[Information given Boundary: Start]

//! Error types for the licensing module.

use entitle_store::StoreError;
use entitle_types::ErrorKind;
use thiserror::Error;

/// Licensing-specific errors.
#[derive(Debug, Error)]
pub enum LicenseError {
    /// Transport failure, timeout or server-side outage. Retryable.
    #[error("network error: {0}")]
    Network(String),

    /// The key was rejected, or the response could not be understood.
    #[error("license validation failed: {0}")]
    ValidationFailed(String),

    /// The server refused the request itself rather than the key: bad
    /// credentials, a protocol mismatch or an unreadable response body.
    #[error("unexpected response from license server: {0}")]
    Protocol(String),

    /// The server refused the activation.
    #[error("activation failed: {0}")]
    ActivationFailed(String),

    /// The key already has its maximum number of activations.
    #[error("activation limit reached (max {limit} devices)")]
    ActivationLimitReached { limit: u32 },

    /// The key is valid without binding it to a device.
    #[error("license does not require activation")]
    ActivationNotRequired,

    /// Another check or activation is already in flight.
    #[error("a license request is already in progress")]
    InFlight,

    /// The license changed while the request was in flight; its result was
    /// discarded.
    #[error("license request superseded")]
    Superseded,

    /// Persistence error.
    #[error("storage error: {0}")]
    Storage(#[from] StoreError),

    /// Configuration could not be loaded.
    #[error("invalid configuration: {0}")]
    Config(String),

    /// Serialization error.
    #[error("serialization error: {0}")]
    Serialization(#[from] serde_json::Error),
}

impl LicenseError {
    /// Maps this error onto the kind carried by `LicenseState::ActivationFailed`.
    ///
    /// `InFlight`, `Superseded` and `Config` never reach the state and map
    /// to `None`.
    #[must_use]
    pub fn kind(&self) -> Option<ErrorKind> {
        match self {
            Self::Network(_) => Some(ErrorKind::NetworkError),
            Self::ValidationFailed(_) | Self::Protocol(_) | Self::Serialization(_) => {
                Some(ErrorKind::ValidationFailed)
            }
            Self::ActivationFailed(_) | Self::Storage(_) => Some(ErrorKind::ActivationFailed),
            Self::ActivationLimitReached { .. } => Some(ErrorKind::ActivationLimitReached),
            Self::ActivationNotRequired => Some(ErrorKind::ActivationNotRequired),
            Self::InFlight | Self::Superseded | Self::Config(_) => None,
        }
    }

    /// Returns true if the server definitively rejected the license key, as
    /// opposed to failing to answer or refusing the request itself.
    #[must_use]
    pub fn is_key_rejection(&self) -> bool {
        matches!(self, Self::ValidationFailed(_))
    }

    /// Returns true if retrying the same request may succeed.
    #[must_use]
    pub fn is_retryable(&self) -> bool {
        matches!(self, Self::Network(_) | Self::InFlight)
    }
}

/// Result type for license operations.
pub type LicenseResult<T> = Result<T, LicenseError>;
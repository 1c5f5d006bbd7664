#![allow(dead_code)]

use async_trait::async_trait;
use chrono::{DateTime, TimeZone, Utc};
use entitle_license::{
    Activation, Clock, DeviceIdentity, EntitlementMachine, LicenseCheck, LicenseConfig,
    LicenseError, LicenseResult, LicenseServer, MockClock, NoHardwareId,
};
use entitle_store::LicenseStore;
use entitle_types::DeviceId;
use std::collections::HashMap;
use std::sync::atomic::{AtomicBool, AtomicUsize, Ordering};
use std::sync::{Arc, Mutex};
use tokio::sync::Notify;

pub fn t0() -> DateTime<Utc> {
    Utc.with_ymd_and_hms(2025, 3, 1, 12, 0, 0).unwrap()
}

struct FakeKey {
    limit: u32,
    revoked: bool,
    deleted: bool,
    /// device id → activation id
    activations: HashMap<String, String>,
}

/// In-process license server. Activations are idempotent per device id.
#[derive(Default)]
pub struct FakeServer {
    keys: Mutex<HashMap<String, FakeKey>>,
    pub check_calls: AtomicUsize,
    pub activate_calls: AtomicUsize,
    pub revalidate_calls: AtomicUsize,
    offline: AtomicBool,
    gate: Mutex<Option<Arc<Notify>>>,
    entered: Notify,
}

impl FakeServer {
    pub fn new() -> Arc<Self> {
        Arc::new(Self::default())
    }

    /// Registers a key. A limit of 0 means no activation is required.
    pub fn add_key(&self, key: &str, limit: u32) {
        self.keys.lock().unwrap().insert(
            key.to_string(),
            FakeKey {
                limit,
                revoked: false,
                deleted: false,
                activations: HashMap::new(),
            },
        );
    }

    pub fn revoke(&self, key: &str) {
        if let Some(k) = self.keys.lock().unwrap().get_mut(key) {
            k.revoked = true;
        }
    }

    /// The server answers "not found" for the key from now on.
    pub fn delete(&self, key: &str) {
        if let Some(k) = self.keys.lock().unwrap().get_mut(key) {
            k.deleted = true;
        }
    }

    pub fn activation_count(&self, key: &str) -> usize {
        self.keys
            .lock()
            .unwrap()
            .get(key)
            .map_or(0, |k| k.activations.len())
    }

    pub fn set_offline(&self, offline: bool) {
        self.offline.store(offline, Ordering::SeqCst);
    }

    /// Holds every `check_license` call until the returned handle is notified.
    pub fn hold(&self) -> Arc<Notify> {
        let gate = Arc::new(Notify::new());
        *self.gate.lock().unwrap() = Some(Arc::clone(&gate));
        gate
    }

    /// Resolves once a held `check_license` call has started.
    pub async fn wait_entered(&self) {
        self.entered.notified().await;
    }

    pub fn network_calls(&self) -> usize {
        self.check_calls.load(Ordering::SeqCst)
            + self.activate_calls.load(Ordering::SeqCst)
            + self.revalidate_calls.load(Ordering::SeqCst)
    }

    fn ensure_online(&self) -> LicenseResult<()> {
        if self.offline.load(Ordering::SeqCst) {
            return Err(LicenseError::Network("connection refused".to_string()));
        }
        Ok(())
    }
}

#[async_trait]
impl LicenseServer for FakeServer {
    async fn check_license(&self, key: &str) -> LicenseResult<LicenseCheck> {
        self.check_calls.fetch_add(1, Ordering::SeqCst);
        let gate = self.gate.lock().unwrap().clone();
        if let Some(gate) = gate {
            self.entered.notify_one();
            gate.notified().await;
        }
        self.ensure_online()?;

        let keys = self.keys.lock().unwrap();
        if keys.get(key).is_some_and(|k| k.deleted) {
            return Err(LicenseError::ValidationFailed("License key not found".to_string()));
        }
        Ok(match keys.get(key) {
            Some(k) if !k.revoked => LicenseCheck {
                valid: true,
                requires_activation: k.limit > 0,
                activations_limit: Some(k.limit),
            },
            _ => LicenseCheck {
                valid: false,
                requires_activation: false,
                activations_limit: None,
            },
        })
    }

    async fn activate(&self, key: &str, device_id: &DeviceId) -> LicenseResult<Activation> {
        self.activate_calls.fetch_add(1, Ordering::SeqCst);
        self.ensure_online()?;

        let mut keys = self.keys.lock().unwrap();
        let Some(k) = keys.get_mut(key) else {
            return Err(LicenseError::ActivationFailed("unknown key".to_string()));
        };
        if k.limit == 0 {
            return Err(LicenseError::ActivationNotRequired);
        }
        if let Some(existing) = k.activations.get(device_id.as_str()) {
            return Ok(Activation {
                activation_id: existing.clone(),
                activations_limit: k.limit,
            });
        }
        if k.activations.len() as u32 >= k.limit {
            return Err(LicenseError::ActivationLimitReached { limit: k.limit });
        }
        let activation_id = format!("act-{}", k.activations.len() + 1);
        k.activations
            .insert(device_id.to_string(), activation_id.clone());
        Ok(Activation {
            activation_id,
            activations_limit: k.limit,
        })
    }

    async fn revalidate(&self, key: &str, activation_id: &str) -> LicenseResult<bool> {
        self.revalidate_calls.fetch_add(1, Ordering::SeqCst);
        self.ensure_online()?;

        let keys = self.keys.lock().unwrap();
        Ok(keys.get(key).is_some_and(|k| {
            !k.revoked && k.activations.values().any(|id| id == activation_id)
        }))
    }
}

/// A machine with no hardware serial, so the device id comes from `store`.
pub fn machine_with(
    store: &LicenseStore,
    server: &Arc<FakeServer>,
    clock: &Arc<MockClock>,
    config: LicenseConfig,
) -> EntitlementMachine {
    let device = DeviceIdentity::with_hardware(store.clone(), Arc::new(NoHardwareId));
    let server: Arc<dyn LicenseServer> = server.clone();
    let clock: Arc<dyn Clock> = clock.clone();
    EntitlementMachine::with_parts(store.clone(), device, server, clock, config)
}

pub fn machine(
    store: &LicenseStore,
    server: &Arc<FakeServer>,
    clock: &Arc<MockClock>,
) -> EntitlementMachine {
    machine_with(store, server, clock, LicenseConfig::default())
}

pub fn clock() -> Arc<MockClock> {
    Arc::new(MockClock::new(t0()))
}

[Information given Boundary: End]

▶ [Directions] Check each line above for "insert" and return the ones that have it.

▶ [Expected answer]
        self.keys.lock().unwrap().insert(
            .insert(device_id.to_string(), activation_id.clone());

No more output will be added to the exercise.